Provided data Block Start

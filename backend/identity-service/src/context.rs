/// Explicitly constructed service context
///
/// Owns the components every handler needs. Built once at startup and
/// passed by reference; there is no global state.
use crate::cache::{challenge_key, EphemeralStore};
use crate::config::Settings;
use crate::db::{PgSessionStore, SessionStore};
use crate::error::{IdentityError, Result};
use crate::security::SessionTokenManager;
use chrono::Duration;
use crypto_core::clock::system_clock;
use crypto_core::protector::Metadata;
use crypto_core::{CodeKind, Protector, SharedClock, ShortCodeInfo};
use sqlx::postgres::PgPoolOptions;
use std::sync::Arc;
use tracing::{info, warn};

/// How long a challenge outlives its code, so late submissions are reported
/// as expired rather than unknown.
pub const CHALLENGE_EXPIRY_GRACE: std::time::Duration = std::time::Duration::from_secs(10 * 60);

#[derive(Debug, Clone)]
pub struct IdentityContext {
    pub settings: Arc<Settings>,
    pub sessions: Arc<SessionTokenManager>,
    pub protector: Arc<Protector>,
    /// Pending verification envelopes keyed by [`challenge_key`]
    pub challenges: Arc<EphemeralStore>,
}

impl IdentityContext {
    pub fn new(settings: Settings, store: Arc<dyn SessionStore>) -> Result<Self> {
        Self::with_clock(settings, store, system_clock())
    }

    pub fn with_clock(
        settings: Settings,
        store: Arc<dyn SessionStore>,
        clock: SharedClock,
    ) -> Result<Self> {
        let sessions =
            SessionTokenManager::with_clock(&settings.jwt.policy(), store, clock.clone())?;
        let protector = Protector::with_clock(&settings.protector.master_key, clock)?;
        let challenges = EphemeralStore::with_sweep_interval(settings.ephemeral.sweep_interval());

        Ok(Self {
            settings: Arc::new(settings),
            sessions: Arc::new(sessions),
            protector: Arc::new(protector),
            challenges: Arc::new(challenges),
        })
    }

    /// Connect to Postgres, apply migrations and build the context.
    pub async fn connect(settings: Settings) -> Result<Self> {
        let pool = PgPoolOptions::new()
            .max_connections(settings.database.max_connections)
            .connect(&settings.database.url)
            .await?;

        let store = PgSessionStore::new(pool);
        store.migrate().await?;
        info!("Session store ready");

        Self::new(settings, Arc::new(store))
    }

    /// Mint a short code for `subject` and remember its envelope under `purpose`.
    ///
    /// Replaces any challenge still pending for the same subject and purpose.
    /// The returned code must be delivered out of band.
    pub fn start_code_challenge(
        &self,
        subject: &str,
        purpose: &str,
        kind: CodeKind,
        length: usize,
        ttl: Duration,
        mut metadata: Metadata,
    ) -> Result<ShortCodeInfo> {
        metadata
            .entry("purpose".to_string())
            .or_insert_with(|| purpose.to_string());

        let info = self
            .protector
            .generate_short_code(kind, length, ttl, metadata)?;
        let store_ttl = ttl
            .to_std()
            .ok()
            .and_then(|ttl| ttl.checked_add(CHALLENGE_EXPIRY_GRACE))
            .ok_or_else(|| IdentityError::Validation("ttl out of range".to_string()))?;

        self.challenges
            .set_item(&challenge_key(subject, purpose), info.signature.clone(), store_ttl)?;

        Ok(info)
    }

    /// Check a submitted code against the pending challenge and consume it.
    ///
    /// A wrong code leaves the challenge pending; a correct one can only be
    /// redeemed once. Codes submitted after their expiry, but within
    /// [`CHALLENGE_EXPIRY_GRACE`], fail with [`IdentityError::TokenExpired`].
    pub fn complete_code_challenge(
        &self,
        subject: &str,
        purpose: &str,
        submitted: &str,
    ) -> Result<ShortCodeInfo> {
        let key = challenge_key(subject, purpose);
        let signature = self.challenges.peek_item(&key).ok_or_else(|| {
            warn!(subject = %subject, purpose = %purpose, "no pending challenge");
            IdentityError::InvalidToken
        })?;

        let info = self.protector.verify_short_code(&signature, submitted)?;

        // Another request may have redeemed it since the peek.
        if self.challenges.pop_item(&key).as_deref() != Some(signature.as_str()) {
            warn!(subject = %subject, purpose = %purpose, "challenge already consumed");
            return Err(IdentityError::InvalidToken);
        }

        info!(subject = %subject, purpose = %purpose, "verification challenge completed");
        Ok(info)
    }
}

Provided data Block End
Provided data Block Start

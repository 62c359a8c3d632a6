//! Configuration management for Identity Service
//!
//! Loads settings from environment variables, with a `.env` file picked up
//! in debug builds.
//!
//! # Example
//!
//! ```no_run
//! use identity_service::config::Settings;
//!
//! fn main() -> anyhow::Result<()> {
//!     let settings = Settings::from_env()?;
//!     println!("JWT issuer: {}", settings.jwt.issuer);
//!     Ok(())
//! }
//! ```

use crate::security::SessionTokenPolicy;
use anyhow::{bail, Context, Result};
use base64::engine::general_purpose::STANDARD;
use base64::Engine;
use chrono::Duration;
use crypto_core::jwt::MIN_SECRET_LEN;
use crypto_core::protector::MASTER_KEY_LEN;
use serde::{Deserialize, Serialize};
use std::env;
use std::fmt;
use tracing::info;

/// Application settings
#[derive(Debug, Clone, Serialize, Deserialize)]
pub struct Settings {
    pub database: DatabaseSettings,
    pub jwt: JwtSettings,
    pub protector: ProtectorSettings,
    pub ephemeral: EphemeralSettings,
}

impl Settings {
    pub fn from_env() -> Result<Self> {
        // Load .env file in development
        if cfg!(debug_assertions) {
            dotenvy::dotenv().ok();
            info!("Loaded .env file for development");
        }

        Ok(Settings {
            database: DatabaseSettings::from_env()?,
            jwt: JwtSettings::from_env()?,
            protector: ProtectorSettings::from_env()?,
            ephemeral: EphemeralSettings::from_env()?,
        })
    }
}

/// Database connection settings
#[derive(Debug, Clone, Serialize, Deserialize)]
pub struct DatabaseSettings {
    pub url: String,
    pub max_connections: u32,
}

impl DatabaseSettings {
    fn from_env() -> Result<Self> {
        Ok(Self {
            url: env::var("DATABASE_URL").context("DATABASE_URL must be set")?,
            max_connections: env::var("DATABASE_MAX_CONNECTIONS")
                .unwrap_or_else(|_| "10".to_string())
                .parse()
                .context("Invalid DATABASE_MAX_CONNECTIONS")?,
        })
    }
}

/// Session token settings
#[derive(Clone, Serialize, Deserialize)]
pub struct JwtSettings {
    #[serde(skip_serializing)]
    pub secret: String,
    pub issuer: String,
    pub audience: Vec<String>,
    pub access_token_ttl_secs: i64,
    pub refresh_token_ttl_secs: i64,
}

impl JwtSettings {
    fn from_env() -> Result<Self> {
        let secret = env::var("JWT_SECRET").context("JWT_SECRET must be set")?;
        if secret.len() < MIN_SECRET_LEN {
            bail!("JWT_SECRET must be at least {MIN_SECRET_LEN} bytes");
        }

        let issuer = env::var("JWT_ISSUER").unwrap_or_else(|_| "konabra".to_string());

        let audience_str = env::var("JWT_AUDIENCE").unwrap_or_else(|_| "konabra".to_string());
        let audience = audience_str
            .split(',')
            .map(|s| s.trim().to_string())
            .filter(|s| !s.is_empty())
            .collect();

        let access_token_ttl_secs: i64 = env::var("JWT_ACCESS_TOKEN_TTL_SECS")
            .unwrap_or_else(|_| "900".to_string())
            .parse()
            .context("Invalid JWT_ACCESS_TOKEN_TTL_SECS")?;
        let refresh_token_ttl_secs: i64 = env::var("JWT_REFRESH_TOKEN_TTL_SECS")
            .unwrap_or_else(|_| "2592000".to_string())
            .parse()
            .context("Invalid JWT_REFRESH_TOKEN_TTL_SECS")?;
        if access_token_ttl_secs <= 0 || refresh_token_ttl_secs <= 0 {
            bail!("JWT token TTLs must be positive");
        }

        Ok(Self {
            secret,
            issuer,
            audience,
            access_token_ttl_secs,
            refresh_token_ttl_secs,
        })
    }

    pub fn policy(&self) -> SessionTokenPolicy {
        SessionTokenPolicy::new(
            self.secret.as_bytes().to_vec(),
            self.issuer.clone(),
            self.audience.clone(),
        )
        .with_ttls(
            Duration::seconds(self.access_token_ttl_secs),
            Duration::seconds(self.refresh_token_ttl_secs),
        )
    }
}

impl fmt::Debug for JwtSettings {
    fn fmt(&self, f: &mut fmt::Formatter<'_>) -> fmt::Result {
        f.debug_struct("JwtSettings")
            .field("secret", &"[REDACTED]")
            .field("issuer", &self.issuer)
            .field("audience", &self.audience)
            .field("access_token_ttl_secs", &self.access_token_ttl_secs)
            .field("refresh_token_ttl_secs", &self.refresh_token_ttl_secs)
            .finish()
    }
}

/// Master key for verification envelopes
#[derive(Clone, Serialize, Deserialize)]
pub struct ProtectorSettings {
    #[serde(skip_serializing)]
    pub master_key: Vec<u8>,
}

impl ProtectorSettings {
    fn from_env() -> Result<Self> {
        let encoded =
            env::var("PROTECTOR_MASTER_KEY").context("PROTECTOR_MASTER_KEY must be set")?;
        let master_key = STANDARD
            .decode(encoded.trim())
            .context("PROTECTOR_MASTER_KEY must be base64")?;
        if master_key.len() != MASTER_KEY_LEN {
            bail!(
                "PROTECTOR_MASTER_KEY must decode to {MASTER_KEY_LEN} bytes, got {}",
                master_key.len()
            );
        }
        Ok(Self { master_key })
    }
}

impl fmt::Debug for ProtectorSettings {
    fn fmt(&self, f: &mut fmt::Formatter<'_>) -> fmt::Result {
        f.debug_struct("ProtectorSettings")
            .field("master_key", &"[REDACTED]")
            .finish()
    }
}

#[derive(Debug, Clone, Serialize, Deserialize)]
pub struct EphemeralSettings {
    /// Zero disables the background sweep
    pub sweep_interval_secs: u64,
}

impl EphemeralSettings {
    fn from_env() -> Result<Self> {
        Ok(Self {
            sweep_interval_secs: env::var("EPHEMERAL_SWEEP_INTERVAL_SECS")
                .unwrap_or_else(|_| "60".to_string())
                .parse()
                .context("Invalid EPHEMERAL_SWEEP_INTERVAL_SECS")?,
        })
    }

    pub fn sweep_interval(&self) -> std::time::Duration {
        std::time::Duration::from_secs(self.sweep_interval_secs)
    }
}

Provided data Block End

[Task goal] Among the lines above, list those that contain the word "development".

[Result of the task]
        // Load .env file in development
            info!("Loaded .env file for development");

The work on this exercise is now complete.